An organoid library of human esophageal squamous cell carcinomas (ESCCs) uncovers the chemotherapy-resistant ESCC features.

Esophageal squamous cell carcinoma (ESCC) is a deadly cancer with a poor prognosis and a high recurrence rate after chemotherapy, posing a significant clinical challenge. To elucidate the molecular basis of chemotherapy (chemo)-resistance and to develop methods to effectively eliminate chemo-resistant tumor clones, we established an ESCC organoid (ESCCO) library from 24 ESCC patients of various stages, ages, and treatments. These ESCCOs faithfully recapitulate the oncogenic mutations observed in the original ESCC tissues and manifest tumorigenic properties when xenografted. The ESCCOs respond differently to cisplatin and 5-fluorouracil, chemotherapeutic agents commonly used to treat ESCC patients, with 7 ESCCOs exhibiting potent chemo-resistance.
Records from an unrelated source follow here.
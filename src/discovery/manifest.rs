//! Project manifest (armory.yaml) parsing.
//!
//! The manifest lists where recipes live, where rendered items go, and the
//! default output scale.

use std::path::{Path, PathBuf};

use serde::{Deserialize, Serialize};

use crate::error::{ArmoryError, Result};

/// Project manifest loaded from armory.yaml.
#[derive(Debug, Clone, Serialize, Deserialize)]
#[serde(default)]
pub struct Manifest {
    /// Directories to scan for `*.item.yaml` recipes.
    /// Defaults to the project root if empty.
    #[serde(default)]
    pub sources: Vec<String>,

    /// Output directory for rendered items.
    #[serde(default = "default_output")]
    pub output: PathBuf,

    /// Scale applied to recipes that do not set one.
    #[serde(default)]
    pub scale: Option<u32>,

    /// Patterns to exclude from discovery.
    #[serde(default)]
    pub excludes: Vec<String>,
}

fn default_output() -> PathBuf {
    PathBuf::from("dist")
}

impl Default for Manifest {
    fn default() -> Self {
        Self {
            sources: vec![],
            output: default_output(),
            scale: None,
            excludes: vec![],
        }
    }
}

impl Manifest {
    /// Load manifest from an armory.yaml file.
    pub fn load(path: &Path) -> Result<Self> {
        let content = std::fs::read_to_string(path).map_err(|e| ArmoryError::Io {
            path: path.to_path_buf(),
            message: format!("Failed to read manifest: {}", e),
        })?;

        Self::parse(&content)
    }

    /// Parse manifest from YAML string.
    pub fn parse(content: &str) -> Result<Self> {
        serde_yaml::from_str(content).map_err(|e| ArmoryError::Parse {
            message: format!("Invalid manifest: {}", e),
            help: Some("Check armory.yaml syntax".to_string()),
        })
    }

    /// Whether any exclude pattern matches `path`.
    pub fn is_excluded(&self, path: &Path) -> bool {
        let path = path.to_string_lossy().replace('\\', "/");
        self.excludes.iter().any(|p| Self::matches_pattern(&path, p))
    }

    /// Minimal glob support: `**/dir/*`, `*.ext`, `dir/*`, else substring.
    fn matches_pattern(path: &str, pattern: &str) -> bool {
        if let Some(rest) = pattern.strip_prefix("**/") {
            return match rest.strip_suffix("/*") {
                Some(dir) => {
                    path.starts_with(&format!("{dir}/")) || path.contains(&format!("/{dir}/"))
                }
                None => path.ends_with(rest) || path.contains(rest),
            };
        }
        if let Some(suffix) = pattern.strip_prefix('*').filter(|_| !pattern.contains('/')) {
            return path.ends_with(suffix);
        }
        if let Some(dir) = pattern.strip_suffix("/*") {
            return path.starts_with(&format!("{dir}/")) || path.contains(&format!("/{dir}/"));
        }
        path.contains(pattern)
    }

    /// Get effective source paths, defaulting to current directory.
    pub fn effective_sources(&self) -> Vec<String> {
        if self.sources.is_empty() {
            vec![".".to_string()]
        } else {
            self.sources.clone()
        }
    }

    /// Scale for recipes without their own, defaulting to the item default.
    pub fn effective_scale(&self) -> u32 {
        self.scale.unwrap_or(crate::config::DEFAULT_SCALE)
    }
}

#[cfg(test)]
mod tests {
    use super::*;

    #[test]
    fn test_parse_minimal_manifest() {
        let yaml = "output: build";
        let manifest = Manifest::parse(yaml).unwrap();

        assert_eq!(manifest.output, PathBuf::from("build"));
        assert!(manifest.sources.is_empty());
        assert!(manifest.scale.is_none());
    }

    #[test]
    fn test_parse_full_manifest() {
        let yaml = r#"
sources:
  - recipes/
  - loot/
output: dist/items
scale: 6
excludes:
  - "*.bak"
  - "**/temp/*"
"#;
        let manifest = Manifest::parse(yaml).unwrap();

        assert_eq!(manifest.sources, vec!["recipes/", "loot/"]);
        assert_eq!(manifest.output, PathBuf::from("dist/items"));
        assert_eq!(manifest.scale, Some(6));
        assert_eq!(manifest.effective_scale(), 6);
        assert_eq!(manifest.excludes, vec!["*.bak", "**/temp/*"]);
    }

    #[test]
    fn test_default_manifest() {
        let manifest = Manifest::default();

        assert!(manifest.sources.is_empty());
        assert_eq!(manifest.output, PathBuf::from("dist"));
        assert!(manifest.scale.is_none());
        assert_eq!(manifest.effective_scale(), crate::config::DEFAULT_SCALE);
        assert!(manifest.excludes.is_empty());
    }

    #[test]
    fn test_effective_sources() {
        let mut manifest = Manifest::default();
        assert_eq!(manifest.effective_sources(), vec!["."]);

        manifest.sources = vec!["recipes/".to_string()];
        assert_eq!(manifest.effective_sources(), vec!["recipes/"]);
    }

    #[test]
    fn test_is_excluded_extension() {
        let manifest = Manifest {
            excludes: vec!["*.bak".to_string()],
            ..Default::default()
        };

        assert!(manifest.is_excluded(Path::new("file.bak")));
        assert!(manifest.is_excluded(Path::new("path/to/file.bak")));
        assert!(!manifest.is_excluded(Path::new("blades.item.yaml")));
    }

    #[test]
    fn test_is_excluded_directory() {
        let manifest = Manifest {
            excludes: vec!["**/node_modules/*".to_string()],
            ..Default::default()
        };

        assert!(manifest.is_excluded(Path::new("node_modules/foo")));
        assert!(manifest.is_excluded(Path::new("path/node_modules/bar")));
        assert!(!manifest.is_excluded(Path::new("recipes/rings.item.yaml")));
    }

    #[test]
    fn test_is_excluded_exact() {
        let manifest = Manifest {
            excludes: vec!["temp".to_string()],
            ..Default::default()
        };

        assert!(manifest.is_excluded(Path::new("temp")));
        assert!(manifest.is_excluded(Path::new("path/temp/file")));
    }

    #[test]
    fn test_parse_empty_manifest() {
        let yaml = "";
        let manifest = Manifest::parse(yaml).unwrap();

        // Should use defaults
        assert_eq!(manifest.output, PathBuf::from("dist"));
    }
}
Notably, the chemo-resistant ESCCOs show higher genes involved in antioxidant stress response pathways and more accessible chromatin at their loci than the sensitive ESCCOs. These genes can serve as valuable biomarkers to stratify chemo-resistant ESCCs in histopathological specimens. Through drug screening using the ESCCO library, we reveal that fedratinib effectively induces cell death in chemo-resistant ESCCOs. Collectively, our human ESCCO model offers novel insights into the mechanism of chemo-resistance in ESCCs, which is critical for developing effective therapeutic approaches to eradicate the recurrence of ESCCs.